LISTED ENTRIES:
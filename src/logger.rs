use crate::config::LoggingConfig;
use crate::peer::types::{IceCandidate, PeerRole};
use tracing::{debug, info_span, Span};
use tracing_subscriber::fmt::time::ChronoLocal;
use tracing_subscriber::EnvFilter;

/// Формат временных меток в логах
const TIME_FORMAT: &str = "%Y-%m-%d %H:%M:%S%.3f";

/// Устанавливает глобальный tracing subscriber.
///
/// Возвращает false, если логирование выключено или subscriber уже установлен.
/// Сами сессии глобальное состояние не читают: они пишут в свой span.
pub fn init(config: &LoggingConfig) -> bool {
    if !config.enabled {
        return false;
    }

    let filter = EnvFilter::try_from_default_env()
        .or_else(|_| EnvFilter::try_new(&config.filter))
        .unwrap_or_else(|_| EnvFilter::new("info"));

    tracing_subscriber::fmt()
        .with_env_filter(filter)
        .with_timer(ChronoLocal::new(TIME_FORMAT.to_string()))
        .with_target(false)
        .try_init()
        .is_ok()
}

/// Span, в котором пишутся все логи одной peer-сессии
pub fn session_span(remote_id: &str, session_id: &str, role: PeerRole) -> Span {
    info_span!(
        "peer_session",
        remote_id = %remote_id,
        session_id = %session_id,
        role = %role
    )
}

/// Печать ICE-candidate при появлении (Trickle-ICE)
pub fn dump_candidate(label: &str, cand: &IceCandidate) {
    debug!(
        "Trickle {label}: candidate={} sdp_mid={:?} sdp_mline_index={:?} username_fragment={:?}",
        cand.candidate, cand.sdp_mid, cand.sdp_mline_index, cand.username_fragment
    );
}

YOUR GOAL:
Set down, exactly and completely, all of the material.

YOUR SOLUTION:
filename src/logger.rs
use crate::config::LoggingConfig;
use crate::peer::types::{IceCandidate, PeerRole};
use tracing::{debug, info_span, Span};
use tracing_subscriber::fmt::time::ChronoLocal;
use tracing_subscriber::EnvFilter;

/// Формат временных меток в логах
const TIME_FORMAT: &str = "%Y-%m-%d %H:%M:%S%.3f";

/// Устанавливает глобальный tracing subscriber.
///
/// Возвращает false, если логирование выключено или subscriber уже установлен.
/// Сами сессии глобальное состояние не читают: они пишут в свой span.
pub fn init(config: &LoggingConfig) -> bool {
    if !config.enabled {
        return false;
    }

    let filter = EnvFilter::try_from_default_env()
        .or_else(|_| EnvFilter::try_new(&config.filter))
        .unwrap_or_else(|_| EnvFilter::new("info"));

    tracing_subscriber::fmt()
        .with_env_filter(filter)
        .with_timer(ChronoLocal::new(TIME_FORMAT.to_string()))
        .with_target(false)
        .try_init()
        .is_ok()
}

/// Span, в котором пишутся все логи одной peer-сессии
pub fn session_span(remote_id: &str, session_id: &str, role: PeerRole) -> Span {
    info_span!(
        "peer_session",
        remote_id = %remote_id,
        session_id = %session_id,
        role = %role
    )
}

/// Печать ICE-candidate при появлении (Trickle-ICE)
pub fn dump_candidate(label: &str, cand: &IceCandidate) {
    debug!(
        "Trickle {label}: candidate={} sdp_mid={:?} sdp_mline_index={:?} username_fragment={:?}",
        cand.candidate, cand.sdp_mid, cand.sdp_mline_index, cand.username_fragment
    );
}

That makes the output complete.